How to create this tree?

In any case, except for one stage synthesis, I would recommend consulting a synthetic chemist before creating analogs.

Configuration file

All additional settings of Synthesia can be specified in a configuration file. This file is optional and the user does not have to use it. If both the configuration file as well as command line parameters are used to define parameters, the settings parsed via command line overwrite settings defined in the configuration file. The configuration file has to be in valid standard JSON format. An example configuration file is bundled with Synthesia.

So far I've been using only command line parameters.

Running

./synthesia --inputStructures ../../Enamine-BB/2022-03_Chemspace_Building_Blocks_noRU_SMILES.smiles --retroSynTree amide_tree.json --output amide_out-ecfp.json --threads 4 --verbosity 5 --allLeaves --useECFP 2 tanimoto 0.6 1.0

--inputStructures -- a library of BBs

--retroSynTree -- self-explanatory

--output -- output .json file

--threads -- Number of threads used for parallelization.

--allLeaves -- very important: without it you will only get suitable BBs and not final structures. The README says: Set this parameter to true if all chemical leaf nodes should be open for exchange. Either this parameter or the option allChemicals must be set or the nodeId parameter must be specified.

--useECFP -- filter analogs by ECFP. 4 parameter values are expected: <Integer> <String> <Integer> <Integer> The first number equals the appended number of the FCFP. The second string parameters specifies the similarity measure method for a fingerprint comparison. Options are 'tanimoto', 'cosine', 'hamming', 'euclidean', 'dice.' The third number specifies the minimum threshold value for the similarity fingerprint comparison and the fourth number specifies the maximum threshold value.

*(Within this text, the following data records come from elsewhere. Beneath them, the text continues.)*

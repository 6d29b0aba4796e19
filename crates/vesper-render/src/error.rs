//! Error types for the render system layer.

use std::fmt;

use crate::frame::FrameState;

/// Failure reported by a concrete backend.
#[derive(Debug, Clone, PartialEq, Eq)]
pub struct BackendError {
    pub kind: BackendErrorKind,
    pub message: String,
}

#[derive(Debug, Clone, Copy, PartialEq, Eq)]
pub enum BackendErrorKind {
    /// The backend has no implementation for this operation.
    Unsupported,
    /// A native resource could not be created.
    CreationFailed,
    /// The device was lost or reset.
    DeviceLost,
    Other,
}

impl BackendError {
    pub fn new(kind: BackendErrorKind, message: impl Into<String>) -> Self {
        Self {
            kind,
            message: message.into(),
        }
    }

    pub fn unsupported(message: impl Into<String>) -> Self {
        Self::new(BackendErrorKind::Unsupported, message)
    }

    pub fn creation_failed(message: impl Into<String>) -> Self {
        Self::new(BackendErrorKind::CreationFailed, message)
    }
}

impl fmt::Display for BackendError {
    fn fmt(&self, f: &mut fmt::Formatter<'_>) -> fmt::Result {
        let kind = match self.kind {
            BackendErrorKind::Unsupported => "unsupported",
            BackendErrorKind::CreationFailed => "creation failed",
            BackendErrorKind::DeviceLost => "device lost",
            BackendErrorKind::Other => "error",
        };
        write!(f, "{}: {}", kind, self.message)
    }
}

impl std::error::Error for BackendError {}

pub type BackendResult<T> = Result<T, BackendError>;

/// Errors raised by [`RenderSystem`](crate::RenderSystem) operations.
///
/// Every variant is a precondition the caller violated or a backend failure.
/// Recoverable gaps (unsupported programs, a depth buffer that could not be
/// created) are reported through return values and logs instead.
#[derive(Debug, Clone, PartialEq)]
pub enum RenderSystemError {
    /// Custom capabilities were supplied after the backend initialised.
    CustomCapabilitiesAfterInit,

    /// Custom capabilities describe a different render system.
    CapabilitiesMismatch {
        /// Name of the active backend.
        expected: String,
        /// Name recorded in the custom capabilities.
        found: String,
    },

    /// A render target priority outside the fixed group count.
    PriorityOutOfRange { name: String, priority: u8, max: u8 },

    /// A render target with this name is already attached.
    DuplicateRenderTarget { name: String },

    /// No render target with this name.
    RenderTargetNotFound { name: String },

    /// An id that no longer refers to a live object.
    InvalidHandle { reason: String },

    /// `begin_frame` without an active viewport.
    NoActiveViewport,

    /// Operation not legal in the current frame state.
    InvalidFrameState {
        operation: &'static str,
        state: FrameState,
    },

    /// The backend created a depth buffer that the target then refused.
    DepthBufferIncompatibleAfterCreation { target: String },

    /// Depth buffer copy between mismatched or identical buffers.
    DepthBufferCopyMismatch { reason: String },

    /// Config option rejected.
    InvalidConfigOption { name: String, message: String },

    Backend(BackendError),
}

impl fmt::Display for RenderSystemError {
    fn fmt(&self, f: &mut fmt::Formatter<'_>) -> fmt::Result {
        match self {
            RenderSystemError::CustomCapabilitiesAfterInit => write!(
                f,
                "Custom render capabilities must be set before the render system is initialised"
            ),
            RenderSystemError::CapabilitiesMismatch { expected, found } => write!(
                f,
                "Custom capabilities were created for '{}', not for the active render system '{}'",
                found, expected
            ),
            RenderSystemError::PriorityOutOfRange {
                name,
                priority,
                max,
            } => write!(
                f,
                "Render target '{}' has priority {} (must be below {})",
                name, priority, max
            ),
            RenderSystemError::DuplicateRenderTarget { name } => {
                write!(f, "A render target named '{}' is already attached", name)
            }
            RenderSystemError::RenderTargetNotFound { name } => {
                write!(f, "Render target not found: {}", name)
            }
            RenderSystemError::InvalidHandle { reason } => {
                write!(f, "Invalid handle: {}", reason)
            }
            RenderSystemError::NoActiveViewport => {
                write!(f, "Cannot begin frame - no viewport selected")
            }
            RenderSystemError::InvalidFrameState { operation, state } => {
                write!(f, "Cannot {} while the render system is {:?}", operation, state)
            }
            RenderSystemError::DepthBufferIncompatibleAfterCreation { target } => write!(
                f,
                "A freshly created depth buffer could not be attached to '{}'",
                target
            ),
            RenderSystemError::DepthBufferCopyMismatch { reason } => {
                write!(f, "Cannot copy depth buffer: {}", reason)
            }
            RenderSystemError::InvalidConfigOption { name, message } => {
                write!(f, "Invalid config option '{}': {}", name, message)
            }
            RenderSystemError::Backend(err) => write!(f, "Backend error: {}", err),
        }
    }
}

impl std::error::Error for RenderSystemError {
    fn source(&self) -> Option<&(dyn std::error::Error + 'static)> {
        match self {
            RenderSystemError::Backend(err) => Some(err),
            _ => None,
        }
    }
}

impl From<BackendError> for RenderSystemError {
    fn from(err: BackendError) -> Self {
        RenderSystemError::Backend(err)
    }
}

pub type RenderSystemResult<T> = Result<T, RenderSystemError>;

This command executed on Gimel returns 511 analogs of granisetron in 1'56" from 436K BBs.

Conclusion

Pros of Synthesia — flexibility, multistage reactions of virtually any complexity and number of stages, fine-tuning of analog properties (No. of aromatic rings, halogens, cations, logP…).

Cons — closed sources, licensing on a per-year basis, steep learning curve, need to create retrosynthetic trees for each compound.

My resume at the moment — may be interesting to look into given access to a synthetic chemistry group.